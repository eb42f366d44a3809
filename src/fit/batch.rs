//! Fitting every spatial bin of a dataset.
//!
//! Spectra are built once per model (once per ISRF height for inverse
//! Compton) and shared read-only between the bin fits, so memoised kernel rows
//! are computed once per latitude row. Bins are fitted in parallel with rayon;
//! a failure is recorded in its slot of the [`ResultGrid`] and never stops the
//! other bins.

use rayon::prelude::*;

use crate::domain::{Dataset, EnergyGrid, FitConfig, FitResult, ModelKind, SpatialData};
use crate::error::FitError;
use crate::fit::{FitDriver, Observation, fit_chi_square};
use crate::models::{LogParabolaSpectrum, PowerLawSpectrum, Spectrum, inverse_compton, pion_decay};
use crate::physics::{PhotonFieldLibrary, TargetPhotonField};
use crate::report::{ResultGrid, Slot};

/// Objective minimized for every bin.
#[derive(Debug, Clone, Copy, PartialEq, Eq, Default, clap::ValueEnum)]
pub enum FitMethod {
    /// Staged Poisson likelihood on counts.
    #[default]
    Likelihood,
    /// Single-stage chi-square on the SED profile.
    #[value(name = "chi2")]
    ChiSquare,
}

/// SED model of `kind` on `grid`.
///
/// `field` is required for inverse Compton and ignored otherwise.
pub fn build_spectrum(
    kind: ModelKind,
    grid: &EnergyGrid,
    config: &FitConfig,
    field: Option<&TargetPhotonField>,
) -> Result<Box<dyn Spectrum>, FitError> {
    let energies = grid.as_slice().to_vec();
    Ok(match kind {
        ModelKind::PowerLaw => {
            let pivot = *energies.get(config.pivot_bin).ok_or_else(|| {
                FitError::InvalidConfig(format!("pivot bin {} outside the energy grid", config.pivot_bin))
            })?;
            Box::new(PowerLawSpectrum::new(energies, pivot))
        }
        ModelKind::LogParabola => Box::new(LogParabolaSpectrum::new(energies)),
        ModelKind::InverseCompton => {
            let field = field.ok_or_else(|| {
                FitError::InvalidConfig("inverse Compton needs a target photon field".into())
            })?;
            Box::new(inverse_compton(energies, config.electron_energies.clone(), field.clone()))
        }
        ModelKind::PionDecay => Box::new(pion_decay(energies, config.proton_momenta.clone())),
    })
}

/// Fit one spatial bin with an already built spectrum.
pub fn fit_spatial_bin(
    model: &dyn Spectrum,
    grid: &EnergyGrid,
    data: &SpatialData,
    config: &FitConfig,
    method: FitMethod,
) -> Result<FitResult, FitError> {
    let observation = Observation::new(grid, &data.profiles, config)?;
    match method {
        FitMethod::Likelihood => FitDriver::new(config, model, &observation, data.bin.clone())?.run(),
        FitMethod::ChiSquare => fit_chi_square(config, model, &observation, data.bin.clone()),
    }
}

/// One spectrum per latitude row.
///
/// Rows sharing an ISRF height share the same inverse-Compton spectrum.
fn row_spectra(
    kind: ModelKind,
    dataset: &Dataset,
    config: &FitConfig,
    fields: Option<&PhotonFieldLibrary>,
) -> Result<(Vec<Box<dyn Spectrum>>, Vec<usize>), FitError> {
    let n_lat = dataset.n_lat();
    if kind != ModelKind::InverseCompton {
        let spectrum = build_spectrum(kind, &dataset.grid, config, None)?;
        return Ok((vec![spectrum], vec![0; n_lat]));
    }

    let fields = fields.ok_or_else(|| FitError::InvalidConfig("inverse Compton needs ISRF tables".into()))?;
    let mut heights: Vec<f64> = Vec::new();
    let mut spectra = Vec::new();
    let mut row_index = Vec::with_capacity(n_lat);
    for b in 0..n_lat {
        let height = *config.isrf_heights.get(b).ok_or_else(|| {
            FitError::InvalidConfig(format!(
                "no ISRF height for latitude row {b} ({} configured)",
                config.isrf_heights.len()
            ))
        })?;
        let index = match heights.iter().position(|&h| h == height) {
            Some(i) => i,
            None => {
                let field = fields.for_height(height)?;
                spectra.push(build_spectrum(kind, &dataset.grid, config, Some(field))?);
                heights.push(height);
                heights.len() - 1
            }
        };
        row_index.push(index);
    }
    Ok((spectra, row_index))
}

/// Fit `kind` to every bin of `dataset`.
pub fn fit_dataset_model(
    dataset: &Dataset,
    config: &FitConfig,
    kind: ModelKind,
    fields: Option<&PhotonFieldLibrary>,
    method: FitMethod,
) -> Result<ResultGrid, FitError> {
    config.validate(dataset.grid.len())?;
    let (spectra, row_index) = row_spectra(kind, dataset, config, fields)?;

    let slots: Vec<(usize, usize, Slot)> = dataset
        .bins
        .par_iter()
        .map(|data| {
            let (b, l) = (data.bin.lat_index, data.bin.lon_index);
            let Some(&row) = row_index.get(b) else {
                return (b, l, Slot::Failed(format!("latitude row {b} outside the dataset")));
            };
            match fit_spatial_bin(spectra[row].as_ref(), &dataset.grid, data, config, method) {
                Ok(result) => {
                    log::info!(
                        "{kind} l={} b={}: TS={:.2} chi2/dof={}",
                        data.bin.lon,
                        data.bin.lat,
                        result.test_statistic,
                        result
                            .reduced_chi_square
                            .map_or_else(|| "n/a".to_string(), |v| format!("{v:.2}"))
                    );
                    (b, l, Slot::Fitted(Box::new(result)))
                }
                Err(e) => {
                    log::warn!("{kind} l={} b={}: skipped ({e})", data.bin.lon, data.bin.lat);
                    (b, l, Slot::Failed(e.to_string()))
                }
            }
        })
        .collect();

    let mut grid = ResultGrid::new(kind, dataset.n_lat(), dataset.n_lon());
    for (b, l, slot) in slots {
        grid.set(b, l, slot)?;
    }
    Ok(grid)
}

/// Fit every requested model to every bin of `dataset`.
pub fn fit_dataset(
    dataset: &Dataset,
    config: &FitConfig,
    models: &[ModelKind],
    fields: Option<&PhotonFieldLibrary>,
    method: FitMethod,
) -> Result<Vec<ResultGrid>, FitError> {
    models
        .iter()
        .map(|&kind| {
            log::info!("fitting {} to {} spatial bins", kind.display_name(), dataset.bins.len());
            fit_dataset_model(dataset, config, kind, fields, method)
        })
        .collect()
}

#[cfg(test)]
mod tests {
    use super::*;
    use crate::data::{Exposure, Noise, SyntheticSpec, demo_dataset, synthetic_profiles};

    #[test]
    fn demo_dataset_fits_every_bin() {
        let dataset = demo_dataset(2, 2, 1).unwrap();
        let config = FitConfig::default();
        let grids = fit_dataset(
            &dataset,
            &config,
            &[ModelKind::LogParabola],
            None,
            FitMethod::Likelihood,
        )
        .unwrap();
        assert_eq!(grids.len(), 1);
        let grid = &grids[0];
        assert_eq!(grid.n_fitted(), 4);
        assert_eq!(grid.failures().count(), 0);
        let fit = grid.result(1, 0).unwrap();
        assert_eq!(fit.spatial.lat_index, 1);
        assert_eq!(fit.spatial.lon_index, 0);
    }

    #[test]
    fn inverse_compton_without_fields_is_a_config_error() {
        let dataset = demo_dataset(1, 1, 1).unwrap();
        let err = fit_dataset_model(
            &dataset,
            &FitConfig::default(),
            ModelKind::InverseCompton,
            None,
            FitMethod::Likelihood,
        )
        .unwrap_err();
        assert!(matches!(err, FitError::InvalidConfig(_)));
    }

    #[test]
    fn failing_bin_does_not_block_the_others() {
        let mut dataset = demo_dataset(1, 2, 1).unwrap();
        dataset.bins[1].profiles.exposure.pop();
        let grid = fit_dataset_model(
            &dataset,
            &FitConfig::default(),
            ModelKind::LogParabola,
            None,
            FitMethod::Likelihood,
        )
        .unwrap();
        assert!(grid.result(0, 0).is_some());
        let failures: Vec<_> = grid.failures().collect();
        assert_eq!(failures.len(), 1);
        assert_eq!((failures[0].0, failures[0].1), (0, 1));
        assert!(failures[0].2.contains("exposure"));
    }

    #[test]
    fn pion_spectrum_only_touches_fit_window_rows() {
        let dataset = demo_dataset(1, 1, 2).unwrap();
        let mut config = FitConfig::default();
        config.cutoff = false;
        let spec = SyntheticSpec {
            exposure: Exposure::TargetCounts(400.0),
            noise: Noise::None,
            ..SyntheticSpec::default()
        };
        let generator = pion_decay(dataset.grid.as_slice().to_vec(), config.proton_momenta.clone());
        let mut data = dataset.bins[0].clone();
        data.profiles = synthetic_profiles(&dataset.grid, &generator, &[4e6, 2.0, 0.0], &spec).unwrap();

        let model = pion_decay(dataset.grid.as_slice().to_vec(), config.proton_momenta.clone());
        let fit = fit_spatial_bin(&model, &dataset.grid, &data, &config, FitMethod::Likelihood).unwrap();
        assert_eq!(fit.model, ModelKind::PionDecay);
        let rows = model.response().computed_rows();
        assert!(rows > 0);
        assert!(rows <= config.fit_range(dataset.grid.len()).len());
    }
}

## [WORK INSTRUCTIONS]
Restate, word for word and with nothing added, the lines from the first line of the listing through the one where "use crate::error::FitError;" stands.

## [ANSWER TO THIS EXERCISE]
repository eb42f366d44a3809
filename src/fit/batch.rs
//! Fitting every spatial bin of a dataset.
//!
//! Spectra are built once per model (once per ISRF height for inverse
//! Compton) and shared read-only between the bin fits, so memoised kernel rows
//! are computed once per latitude row. Bins are fitted in parallel with rayon;
//! a failure is recorded in its slot of the [`ResultGrid`] and never stops the
//! other bins.

use rayon::prelude::*;

use crate::domain::{Dataset, EnergyGrid, FitConfig, FitResult, ModelKind, SpatialData};
use crate::error::FitError;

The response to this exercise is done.